What is expected =
Read through the material below and copy each line in which the word "Refund" occurs.

The records =
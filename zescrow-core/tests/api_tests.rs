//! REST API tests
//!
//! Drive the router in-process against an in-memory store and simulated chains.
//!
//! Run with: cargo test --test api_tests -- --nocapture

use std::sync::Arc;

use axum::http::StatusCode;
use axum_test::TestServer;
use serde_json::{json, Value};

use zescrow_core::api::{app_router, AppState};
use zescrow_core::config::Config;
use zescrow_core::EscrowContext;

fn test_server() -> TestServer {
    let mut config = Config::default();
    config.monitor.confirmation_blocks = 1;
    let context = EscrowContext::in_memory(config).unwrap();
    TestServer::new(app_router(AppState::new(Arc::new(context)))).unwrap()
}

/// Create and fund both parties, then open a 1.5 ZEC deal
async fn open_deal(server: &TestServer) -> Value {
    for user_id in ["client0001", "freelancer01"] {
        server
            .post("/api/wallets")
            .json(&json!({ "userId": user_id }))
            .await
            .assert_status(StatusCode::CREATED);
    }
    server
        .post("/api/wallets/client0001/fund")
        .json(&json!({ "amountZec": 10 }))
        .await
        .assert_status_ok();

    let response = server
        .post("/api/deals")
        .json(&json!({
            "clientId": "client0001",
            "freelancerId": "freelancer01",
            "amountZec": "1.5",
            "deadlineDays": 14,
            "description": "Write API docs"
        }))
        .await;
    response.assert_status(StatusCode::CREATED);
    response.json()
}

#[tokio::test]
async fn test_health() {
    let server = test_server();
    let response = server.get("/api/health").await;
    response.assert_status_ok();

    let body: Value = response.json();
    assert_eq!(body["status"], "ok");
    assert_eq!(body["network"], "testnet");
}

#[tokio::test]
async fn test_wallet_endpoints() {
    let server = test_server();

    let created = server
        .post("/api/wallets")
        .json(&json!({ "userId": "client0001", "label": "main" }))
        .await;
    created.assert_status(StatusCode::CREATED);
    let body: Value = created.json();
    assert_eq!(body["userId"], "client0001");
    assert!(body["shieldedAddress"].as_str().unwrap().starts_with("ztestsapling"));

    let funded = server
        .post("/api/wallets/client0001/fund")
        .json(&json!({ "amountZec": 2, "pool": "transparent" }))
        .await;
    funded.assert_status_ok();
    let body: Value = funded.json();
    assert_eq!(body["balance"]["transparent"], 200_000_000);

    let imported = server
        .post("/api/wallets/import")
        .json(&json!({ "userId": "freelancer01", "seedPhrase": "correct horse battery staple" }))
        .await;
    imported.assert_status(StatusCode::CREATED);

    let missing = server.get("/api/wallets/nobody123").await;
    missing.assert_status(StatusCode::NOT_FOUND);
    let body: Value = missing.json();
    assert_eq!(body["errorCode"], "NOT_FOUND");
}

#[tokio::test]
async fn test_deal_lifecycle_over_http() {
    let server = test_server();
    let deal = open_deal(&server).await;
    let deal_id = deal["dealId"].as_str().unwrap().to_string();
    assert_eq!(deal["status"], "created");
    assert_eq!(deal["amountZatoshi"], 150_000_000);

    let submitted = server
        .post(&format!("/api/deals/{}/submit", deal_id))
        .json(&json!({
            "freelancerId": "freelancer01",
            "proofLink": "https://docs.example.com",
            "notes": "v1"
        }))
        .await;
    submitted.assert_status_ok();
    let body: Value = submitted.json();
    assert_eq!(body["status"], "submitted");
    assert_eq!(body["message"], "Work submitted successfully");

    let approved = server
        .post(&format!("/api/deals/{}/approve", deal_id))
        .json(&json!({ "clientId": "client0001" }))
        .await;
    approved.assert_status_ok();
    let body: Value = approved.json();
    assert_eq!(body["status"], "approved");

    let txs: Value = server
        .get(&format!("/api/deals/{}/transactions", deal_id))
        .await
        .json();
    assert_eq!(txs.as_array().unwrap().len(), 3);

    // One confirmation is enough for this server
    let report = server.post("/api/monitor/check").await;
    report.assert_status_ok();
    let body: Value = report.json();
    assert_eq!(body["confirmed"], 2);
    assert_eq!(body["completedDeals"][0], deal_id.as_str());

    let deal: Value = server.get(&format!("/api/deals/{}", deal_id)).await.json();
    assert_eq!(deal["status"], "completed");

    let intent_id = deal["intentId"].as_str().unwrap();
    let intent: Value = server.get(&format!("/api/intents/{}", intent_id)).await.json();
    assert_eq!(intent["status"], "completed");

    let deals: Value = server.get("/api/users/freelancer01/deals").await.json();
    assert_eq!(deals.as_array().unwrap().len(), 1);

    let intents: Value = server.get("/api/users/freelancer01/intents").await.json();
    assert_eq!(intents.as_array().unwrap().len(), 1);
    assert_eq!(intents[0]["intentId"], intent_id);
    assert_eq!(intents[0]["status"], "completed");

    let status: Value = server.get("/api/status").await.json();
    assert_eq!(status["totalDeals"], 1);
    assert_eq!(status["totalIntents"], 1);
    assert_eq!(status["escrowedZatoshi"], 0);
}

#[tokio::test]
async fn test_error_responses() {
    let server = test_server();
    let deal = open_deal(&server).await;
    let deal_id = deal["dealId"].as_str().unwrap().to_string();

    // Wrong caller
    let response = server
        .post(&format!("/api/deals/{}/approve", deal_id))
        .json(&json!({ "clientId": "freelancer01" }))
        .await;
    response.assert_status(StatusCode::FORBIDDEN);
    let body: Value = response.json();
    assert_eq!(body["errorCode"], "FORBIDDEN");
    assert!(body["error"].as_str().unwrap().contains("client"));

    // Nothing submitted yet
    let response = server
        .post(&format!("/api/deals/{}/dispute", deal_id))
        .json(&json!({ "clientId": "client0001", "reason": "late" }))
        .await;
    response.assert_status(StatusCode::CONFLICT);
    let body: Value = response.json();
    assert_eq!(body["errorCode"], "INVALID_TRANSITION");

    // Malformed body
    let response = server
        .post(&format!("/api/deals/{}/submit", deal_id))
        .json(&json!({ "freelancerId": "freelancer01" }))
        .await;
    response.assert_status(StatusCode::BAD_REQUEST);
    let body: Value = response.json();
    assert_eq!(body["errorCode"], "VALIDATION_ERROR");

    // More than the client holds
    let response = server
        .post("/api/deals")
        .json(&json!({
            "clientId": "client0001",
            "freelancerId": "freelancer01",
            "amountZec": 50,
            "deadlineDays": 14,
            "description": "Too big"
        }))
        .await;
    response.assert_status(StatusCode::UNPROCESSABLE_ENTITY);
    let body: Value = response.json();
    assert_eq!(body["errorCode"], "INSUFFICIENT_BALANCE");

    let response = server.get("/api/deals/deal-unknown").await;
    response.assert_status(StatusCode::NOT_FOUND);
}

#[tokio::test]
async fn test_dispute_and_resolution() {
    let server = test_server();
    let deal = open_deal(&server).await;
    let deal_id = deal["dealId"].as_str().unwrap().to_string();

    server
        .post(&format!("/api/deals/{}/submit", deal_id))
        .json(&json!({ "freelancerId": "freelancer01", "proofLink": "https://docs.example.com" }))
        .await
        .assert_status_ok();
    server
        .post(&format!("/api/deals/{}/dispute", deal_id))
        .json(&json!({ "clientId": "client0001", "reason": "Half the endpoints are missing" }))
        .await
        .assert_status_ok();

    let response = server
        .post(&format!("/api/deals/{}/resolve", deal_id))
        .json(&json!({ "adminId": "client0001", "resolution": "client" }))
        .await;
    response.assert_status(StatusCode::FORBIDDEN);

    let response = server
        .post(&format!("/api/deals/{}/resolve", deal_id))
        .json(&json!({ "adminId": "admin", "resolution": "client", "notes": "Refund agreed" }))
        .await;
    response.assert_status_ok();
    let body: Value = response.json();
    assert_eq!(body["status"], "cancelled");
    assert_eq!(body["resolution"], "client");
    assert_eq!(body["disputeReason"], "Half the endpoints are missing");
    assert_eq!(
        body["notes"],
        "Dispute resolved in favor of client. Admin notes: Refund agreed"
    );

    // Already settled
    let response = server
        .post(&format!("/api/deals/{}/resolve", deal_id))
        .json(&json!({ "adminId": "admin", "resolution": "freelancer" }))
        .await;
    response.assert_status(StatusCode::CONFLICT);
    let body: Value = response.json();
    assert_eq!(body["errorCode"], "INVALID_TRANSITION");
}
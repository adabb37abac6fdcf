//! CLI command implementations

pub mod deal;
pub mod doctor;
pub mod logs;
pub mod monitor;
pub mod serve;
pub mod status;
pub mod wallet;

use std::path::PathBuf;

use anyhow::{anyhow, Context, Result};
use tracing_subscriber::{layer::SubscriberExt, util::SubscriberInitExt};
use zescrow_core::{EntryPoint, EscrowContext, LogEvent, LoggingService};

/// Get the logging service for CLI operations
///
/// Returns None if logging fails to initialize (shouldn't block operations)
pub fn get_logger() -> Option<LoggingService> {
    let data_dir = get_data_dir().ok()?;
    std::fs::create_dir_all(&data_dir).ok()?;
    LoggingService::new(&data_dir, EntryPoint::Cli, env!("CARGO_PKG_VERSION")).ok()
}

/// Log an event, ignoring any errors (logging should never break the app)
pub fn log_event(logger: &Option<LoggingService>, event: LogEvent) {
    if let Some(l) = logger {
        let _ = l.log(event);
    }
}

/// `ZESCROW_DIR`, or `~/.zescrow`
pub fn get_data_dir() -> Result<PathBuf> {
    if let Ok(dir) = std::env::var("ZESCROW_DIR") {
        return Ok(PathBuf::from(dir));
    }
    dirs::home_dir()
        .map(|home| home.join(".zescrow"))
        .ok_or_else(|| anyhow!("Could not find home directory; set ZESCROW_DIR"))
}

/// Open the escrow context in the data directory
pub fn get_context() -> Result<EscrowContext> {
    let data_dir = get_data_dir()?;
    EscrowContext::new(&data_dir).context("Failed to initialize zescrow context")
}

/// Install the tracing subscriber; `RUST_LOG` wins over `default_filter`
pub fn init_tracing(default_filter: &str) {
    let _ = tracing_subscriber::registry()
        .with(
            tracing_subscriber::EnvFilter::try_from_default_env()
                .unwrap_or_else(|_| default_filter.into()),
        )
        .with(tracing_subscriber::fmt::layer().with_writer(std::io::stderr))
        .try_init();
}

The completed task =
        .json(&json!({ "adminId": "admin", "resolution": "client", "notes": "Refund agreed" }))
        "Dispute resolved in favor of client. Admin notes: Refund agreed"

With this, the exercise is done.